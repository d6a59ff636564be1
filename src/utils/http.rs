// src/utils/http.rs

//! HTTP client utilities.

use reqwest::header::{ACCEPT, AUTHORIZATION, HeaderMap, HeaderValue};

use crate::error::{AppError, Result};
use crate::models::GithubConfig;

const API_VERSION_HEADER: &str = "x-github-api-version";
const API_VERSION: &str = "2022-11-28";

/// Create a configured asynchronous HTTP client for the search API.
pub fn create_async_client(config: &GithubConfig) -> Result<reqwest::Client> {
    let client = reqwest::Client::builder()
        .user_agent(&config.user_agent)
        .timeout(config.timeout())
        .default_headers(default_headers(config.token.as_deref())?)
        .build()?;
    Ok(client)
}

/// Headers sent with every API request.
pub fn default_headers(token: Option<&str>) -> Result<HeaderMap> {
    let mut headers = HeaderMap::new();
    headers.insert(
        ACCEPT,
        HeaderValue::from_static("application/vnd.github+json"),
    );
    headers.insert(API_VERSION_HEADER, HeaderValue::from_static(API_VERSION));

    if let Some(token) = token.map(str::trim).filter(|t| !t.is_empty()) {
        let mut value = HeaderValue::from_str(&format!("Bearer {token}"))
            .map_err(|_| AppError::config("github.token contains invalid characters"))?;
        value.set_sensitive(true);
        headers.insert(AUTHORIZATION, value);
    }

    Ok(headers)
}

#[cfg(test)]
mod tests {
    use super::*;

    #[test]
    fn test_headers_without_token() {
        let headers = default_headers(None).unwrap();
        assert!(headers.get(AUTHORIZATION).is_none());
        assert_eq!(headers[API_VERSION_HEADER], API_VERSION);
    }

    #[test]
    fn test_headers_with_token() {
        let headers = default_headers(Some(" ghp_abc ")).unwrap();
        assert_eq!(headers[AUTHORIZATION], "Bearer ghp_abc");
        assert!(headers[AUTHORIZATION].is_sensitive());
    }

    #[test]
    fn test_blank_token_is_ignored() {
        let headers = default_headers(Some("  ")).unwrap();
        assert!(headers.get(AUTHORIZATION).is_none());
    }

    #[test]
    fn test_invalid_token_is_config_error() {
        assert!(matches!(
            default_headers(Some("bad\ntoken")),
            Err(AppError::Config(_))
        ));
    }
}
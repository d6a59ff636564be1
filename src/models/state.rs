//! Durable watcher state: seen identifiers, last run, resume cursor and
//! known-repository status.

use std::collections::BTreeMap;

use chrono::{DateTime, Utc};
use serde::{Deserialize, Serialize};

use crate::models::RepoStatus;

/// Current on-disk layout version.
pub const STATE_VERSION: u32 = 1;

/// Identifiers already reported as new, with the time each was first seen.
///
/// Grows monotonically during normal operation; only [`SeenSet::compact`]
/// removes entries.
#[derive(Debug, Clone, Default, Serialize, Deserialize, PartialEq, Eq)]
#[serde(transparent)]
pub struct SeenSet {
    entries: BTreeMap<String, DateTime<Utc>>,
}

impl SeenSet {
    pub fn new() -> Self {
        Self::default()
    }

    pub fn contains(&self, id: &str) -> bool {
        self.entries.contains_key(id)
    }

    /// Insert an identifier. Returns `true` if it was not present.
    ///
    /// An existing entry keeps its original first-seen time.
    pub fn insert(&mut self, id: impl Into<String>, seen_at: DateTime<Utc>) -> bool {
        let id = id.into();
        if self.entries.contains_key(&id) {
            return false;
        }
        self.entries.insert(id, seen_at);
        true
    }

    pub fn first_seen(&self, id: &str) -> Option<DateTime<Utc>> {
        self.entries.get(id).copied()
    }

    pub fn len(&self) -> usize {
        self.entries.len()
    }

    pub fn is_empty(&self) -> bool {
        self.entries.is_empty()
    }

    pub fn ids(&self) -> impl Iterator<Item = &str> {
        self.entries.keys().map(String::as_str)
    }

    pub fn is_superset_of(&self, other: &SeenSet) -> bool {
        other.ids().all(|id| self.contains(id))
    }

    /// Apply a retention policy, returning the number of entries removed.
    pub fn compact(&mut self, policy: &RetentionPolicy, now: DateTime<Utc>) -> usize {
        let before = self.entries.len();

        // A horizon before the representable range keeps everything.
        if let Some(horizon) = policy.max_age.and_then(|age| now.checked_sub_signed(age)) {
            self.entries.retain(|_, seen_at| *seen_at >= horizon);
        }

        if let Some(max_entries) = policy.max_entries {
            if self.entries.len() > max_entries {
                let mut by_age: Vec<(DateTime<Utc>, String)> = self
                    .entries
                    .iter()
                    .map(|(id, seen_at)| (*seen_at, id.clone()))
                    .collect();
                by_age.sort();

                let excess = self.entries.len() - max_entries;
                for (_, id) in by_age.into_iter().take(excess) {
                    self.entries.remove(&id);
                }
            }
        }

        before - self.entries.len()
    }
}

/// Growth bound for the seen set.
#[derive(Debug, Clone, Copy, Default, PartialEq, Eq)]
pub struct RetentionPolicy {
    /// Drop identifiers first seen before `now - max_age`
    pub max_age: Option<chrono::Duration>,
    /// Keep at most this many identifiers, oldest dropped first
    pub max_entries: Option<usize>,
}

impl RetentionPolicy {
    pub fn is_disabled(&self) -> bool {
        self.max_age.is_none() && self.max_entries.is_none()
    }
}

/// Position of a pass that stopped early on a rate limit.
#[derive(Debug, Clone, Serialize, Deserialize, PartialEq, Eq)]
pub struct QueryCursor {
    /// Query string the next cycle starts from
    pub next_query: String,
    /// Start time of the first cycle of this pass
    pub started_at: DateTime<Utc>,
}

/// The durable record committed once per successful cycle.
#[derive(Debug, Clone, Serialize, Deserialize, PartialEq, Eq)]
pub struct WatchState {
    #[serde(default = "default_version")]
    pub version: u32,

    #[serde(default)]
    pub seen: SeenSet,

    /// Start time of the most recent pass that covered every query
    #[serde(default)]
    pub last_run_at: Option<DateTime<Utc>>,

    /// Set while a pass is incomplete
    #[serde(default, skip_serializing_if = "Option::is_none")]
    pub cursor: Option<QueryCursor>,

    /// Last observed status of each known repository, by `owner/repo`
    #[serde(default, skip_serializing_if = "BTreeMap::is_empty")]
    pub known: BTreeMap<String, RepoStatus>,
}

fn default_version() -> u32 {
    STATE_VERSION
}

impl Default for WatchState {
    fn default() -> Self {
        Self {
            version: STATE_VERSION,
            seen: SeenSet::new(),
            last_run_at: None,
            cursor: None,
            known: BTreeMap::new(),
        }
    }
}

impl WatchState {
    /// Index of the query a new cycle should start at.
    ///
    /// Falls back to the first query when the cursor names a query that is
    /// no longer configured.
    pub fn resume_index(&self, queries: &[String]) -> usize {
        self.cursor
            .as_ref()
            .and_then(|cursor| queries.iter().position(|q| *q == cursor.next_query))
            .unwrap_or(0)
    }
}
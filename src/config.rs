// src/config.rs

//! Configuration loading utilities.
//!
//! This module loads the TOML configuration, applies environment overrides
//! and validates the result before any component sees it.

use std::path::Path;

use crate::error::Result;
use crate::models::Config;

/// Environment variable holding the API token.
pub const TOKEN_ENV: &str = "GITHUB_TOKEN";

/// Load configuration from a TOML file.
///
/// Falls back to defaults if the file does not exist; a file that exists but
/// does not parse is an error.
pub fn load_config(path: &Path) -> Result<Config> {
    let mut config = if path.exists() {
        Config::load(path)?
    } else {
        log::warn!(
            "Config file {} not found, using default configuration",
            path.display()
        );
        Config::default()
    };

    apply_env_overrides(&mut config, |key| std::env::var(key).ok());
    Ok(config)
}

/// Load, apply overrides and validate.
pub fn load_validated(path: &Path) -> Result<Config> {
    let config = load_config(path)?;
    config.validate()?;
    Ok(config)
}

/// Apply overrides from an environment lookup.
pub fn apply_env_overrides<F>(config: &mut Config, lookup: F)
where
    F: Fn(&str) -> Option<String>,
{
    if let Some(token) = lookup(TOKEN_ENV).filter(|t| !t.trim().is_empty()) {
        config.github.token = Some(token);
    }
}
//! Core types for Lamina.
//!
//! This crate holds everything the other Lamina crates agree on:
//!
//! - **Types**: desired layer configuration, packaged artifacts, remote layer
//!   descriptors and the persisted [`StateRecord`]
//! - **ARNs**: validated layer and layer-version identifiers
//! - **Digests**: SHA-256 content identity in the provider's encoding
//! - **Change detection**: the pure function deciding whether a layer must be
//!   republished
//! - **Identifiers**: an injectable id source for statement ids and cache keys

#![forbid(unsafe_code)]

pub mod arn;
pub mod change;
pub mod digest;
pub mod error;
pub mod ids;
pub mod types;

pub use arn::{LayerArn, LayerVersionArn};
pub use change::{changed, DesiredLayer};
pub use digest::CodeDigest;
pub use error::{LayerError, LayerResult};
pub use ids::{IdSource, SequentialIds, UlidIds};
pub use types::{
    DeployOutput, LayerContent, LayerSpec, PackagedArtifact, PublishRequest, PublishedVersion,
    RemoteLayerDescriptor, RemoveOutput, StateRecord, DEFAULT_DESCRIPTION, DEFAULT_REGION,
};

******************************

• [PROBLEM REQUIREMENTS] Reproduce the records above exactly, from the first line to the line that holds "let mut value", inclusive, and omit everything after it.

• [TASK RESPONSE]
repository d6a59ff636564be1
filename src/utils/http.rs
// src/utils/http.rs

//! HTTP client utilities.

use reqwest::header::{ACCEPT, AUTHORIZATION, HeaderMap, HeaderValue};

use crate::error::{AppError, Result};
use crate::models::GithubConfig;

const API_VERSION_HEADER: &str = "x-github-api-version";
const API_VERSION: &str = "2022-11-28";

/// Create a configured asynchronous HTTP client for the search API.
pub fn create_async_client(config: &GithubConfig) -> Result<reqwest::Client> {
    let client = reqwest::Client::builder()
        .user_agent(&config.user_agent)
        .timeout(config.timeout())
        .default_headers(default_headers(config.token.as_deref())?)
        .build()?;
    Ok(client)
}

/// Headers sent with every API request.
pub fn default_headers(token: Option<&str>) -> Result<HeaderMap> {
    let mut headers = HeaderMap::new();
    headers.insert(
        ACCEPT,
        HeaderValue::from_static("application/vnd.github+json"),
    );
    headers.insert(API_VERSION_HEADER, HeaderValue::from_static(API_VERSION));

    if let Some(token) = token.map(str::trim).filter(|t| !t.is_empty()) {
        let mut value = HeaderValue::from_str(&format!("Bearer {token}"))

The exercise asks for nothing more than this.